The University of Oregon Libraries recently established a Digital Scholarship Center; one of our first new activities is offering a graduate course called Issues in Digital Scholarship, which I am teaching this term. The course was designed to give graduate students a chance to meet like-minded peers from other departments, a space to critically engage aspects of digital scholarship, and an opportunity to play around with some of the tools of the trade.

[A note on the course title: we chose digital scholarship rather than digital humanities because we knew that some of our potential students do not associate with the humanities. The course has students from Communication Studies (including Public Relations), Geography, and Literature.]

As part of the process of setting up the Center, we had a number of conversations with faculty and graduate students across campus about what kinds of digital scholarship were already happening, what they wish they could do, and what kinds of services would be most beneficial. Graduate students frequently mentioned a need to know what different forms of digital scholarship were going on and a desire to interact with other students interested in digital scholarship; they also expressed a desire to be pointed to tools or software which they would then learn about on their own. I used these discussions to shape the organization of the course, putting the focus on methodological issues rather than on the tools themselves.

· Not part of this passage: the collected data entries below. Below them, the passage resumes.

//! State bounds — enforce per-component `[lower, upper]` limits on the state.
//!
//! Purpose
//! -------
//! Provide a validated container for the lower/upper state bounds of a
//! retrieval setup (sensor + surface type) together with the clipping
//! primitive that keeps every evaluated state inside the valid domain of
//! the forward model.
//!
//! Key behaviors
//! -------------
//! - Construct [`Bounds`] values whose components are finite with
//!   `lower[i] < upper[i]`.
//! - Clamp a state vector component-wise with [`clip`] / [`Bounds::clip`].
//! - Provide the first guess of the iteration ([`Bounds::midpoint`]) and the
//!   span used to scale finite-difference probes ([`Bounds::span`]).
//!
//! Invariants & assumptions
//! ------------------------
//! - Bounds are never mutated after construction; one [`Bounds`] value is
//!   shared read-only by every retrieval of a configuration.
//! - After `clip`, every component lies in `[lower[i], upper[i]]` inclusive.
//!
//! Conventions
//! -----------
//! - Length mismatches are reported as `InversionError::DimensionMismatch`;
//!   invalid bound pairs as `InversionError::InvalidBounds`.
//!
//! Downstream usage
//! ----------------
//! - The residual function clips every state before calling the forward
//!   model; every step operator clips the updated state.
//!
//! Testing notes
//! -------------
//! - Unit tests cover construction failures, clipping on both sides, the
//!   midpoint, and length mismatches. A property test in `tests/` checks the
//!   bounds invariant on random inputs.
use crate::inversion::{
    errors::{InvResult, InversionError},
    types::StateVec,
    validation::validate_len,
};
use ndarray::{ArrayView1, Zip};

/// clip — clamp `x` component-wise into `[lower, upper]`.
///
/// Parameters
/// ----------
/// - `lower`, `upper`: `ArrayView1<f64>`
///   Per-component bounds of the same length as `x`.
/// - `x`: `ArrayView1<f64>`
///   Vector to clamp.
///
/// Returns
/// -------
/// `InvResult<StateVec>`
///   A new vector with `x'[i] = min(max(x[i], lower[i]), upper[i])`.
///
/// Errors
/// ------
/// - `InversionError::DimensionMismatch` when the three lengths differ.
///
/// Notes
/// -----
/// - `f64::max`/`f64::min` ignore a NaN operand, so a NaN component comes
///   out as `lower[i]`; callers reject non-finite states upstream.
///
/// Examples
/// --------
/// ```rust
/// # use ndarray::array;
/// # use oe_retrieval::inversion::bounds::clip;
/// let x = clip(array![0.0, 0.0].view(), array![1.0, 1.0].view(), array![-2.0, 0.5].view()).unwrap();
/// assert_eq!(x, array![0.0, 0.5]);
/// ```
pub fn clip(
    lower: ArrayView1<'_, f64>, upper: ArrayView1<'_, f64>, x: ArrayView1<'_, f64>,
) -> InvResult<StateVec> {
    validate_len("upper bound", upper.len(), lower.len())?;
    validate_len("state", x.len(), lower.len())?;
    Ok(Zip::from(&x).and(&lower).and(&upper).map_collect(|&xi, &lo, &hi| xi.max(lo).min(hi)))
}

/// Bounds — validated lower/upper limits of the state vector.
///
/// Fields
/// ------
/// - `lower`: `StateVec`, finite lower limits.
/// - `upper`: `StateVec`, finite upper limits, `upper[i] > lower[i]`.
///
/// Invariants
/// ----------
/// - `lower.len() == upper.len() > 0`.
/// - Both vectors are finite and `lower[i] < upper[i]` for every `i`.
#[derive(Debug, Clone, PartialEq)]
pub struct Bounds {
    lower: StateVec,
    upper: StateVec,
}

impl Bounds {
    /// Construct validated bounds.
    ///
    /// Errors
    /// ------
    /// - `InversionError::DimensionMismatch` when the lengths differ.
    /// - `InversionError::InvalidBounds` when the state dimension is zero,
    ///   a bound is not finite, or `lower[i] >= upper[i]`.
    pub fn new(lower: StateVec, upper: StateVec) -> InvResult<Self> {
        validate_len("upper bound", upper.len(), lower.len())?;
        if lower.is_empty() {
            return Err(InversionError::InvalidBounds {
                index: 0,
                lower: f64::NAN,
                upper: f64::NAN,
                reason: "State dimension must be at least one.",
            });
        }
        for (index, (&lo, &hi)) in lower.iter().zip(upper.iter()).enumerate() {
            if !lo.is_finite() || !hi.is_finite() {
                return Err(InversionError::InvalidBounds {
                    index,
                    lower: lo,
                    upper: hi,
                    reason: "Bounds must be finite.",
                });
            }
            if lo >= hi {
                return Err(InversionError::InvalidBounds {
                    index,
                    lower: lo,
                    upper: hi,
                    reason: "Bounds must have lower < upper.",
                });
            }
        }
        Ok(Self { lower, upper })
    }

    pub fn lower(&self) -> &StateVec {
        &self.lower
    }

    pub fn upper(&self) -> &StateVec {
        &self.upper
    }

    /// State dimension `n`.
    pub fn dim(&self) -> usize {
        self.lower.len()
    }

    /// Clamp `x` into these bounds. See [`clip`].
    pub fn clip(&self, x: &StateVec) -> InvResult<StateVec> {
        clip(self.lower.view(), self.upper.view(), x.view())
    }

    /// `0.5 · (lower + upper)`, the first guess of every inversion.
    pub fn midpoint(&self) -> StateVec {
        (&self.lower + &self.upper) * 0.5
    }

    /// `upper − lower`.
    pub fn span(&self) -> StateVec {
        &self.upper - &self.lower
    }

    /// `true` when `x` has the right length and lies inside the bounds.
    pub fn contains(&self, x: &StateVec) -> bool {
        x.len() == self.dim()
            && Zip::from(x).and(&self.lower).and(&self.upper).all(|&xi, &lo, &hi| lo <= xi && xi <= hi)
    }
}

The course is divided into three parts:

  1. The first two sessions were designed to provide an overview of criticism in digital scholarship. Because I wanted students to assess a digital project, I needed to make sure they understood that there are considerations for digital work that are different than, say, a book review – issues of usability and reusability, copyright, or accessibility, for example. The second session surveys theoretical debates in digital humanities and how hardware and software mediate our digital experiences and thus are objects of study in their own right.
  2. The middle four sessions are devoted to digital analysis, covering what seems to me to be the four-fold core of digital scholarship: networks, texts, visual material (still & moving), and spatial relations. My approach to these topics is not tool-driven; I was looking for readings that could serve as introductions to why scholars are engaging with these approaches and how they are making use of them. Personally, I think such an approach is essential to communicating the significance of digital scholarship to graduate students (and to faculty) and is far more important than teaching tools.
  3. The last part of the course is devoted to what we might consider “library” issues: metadata, preservation, copyright, scholarly communication. This is in part a justification for having this course taught in the library: we can address these infrastructural matters much better than other units on campus (and we are probably more concerned about them than most faculty). However, this is not a bit of tokenism: metadata, preservation, and especially copyright are central to the successful production and dissemination of digital scholarship. One of the underlying themes to the readings is the ways in which digital scholarship is presented in new forms of scholarly communication – I deliberately chose a mix of blog posts, open access journals, pre-prints, and gated scholarly articles to expose students to these forms – so it seemed natural to come around near the end to explicitly talk about the relationship between new modes of scholarship and the best ways to disseminate that scholarship.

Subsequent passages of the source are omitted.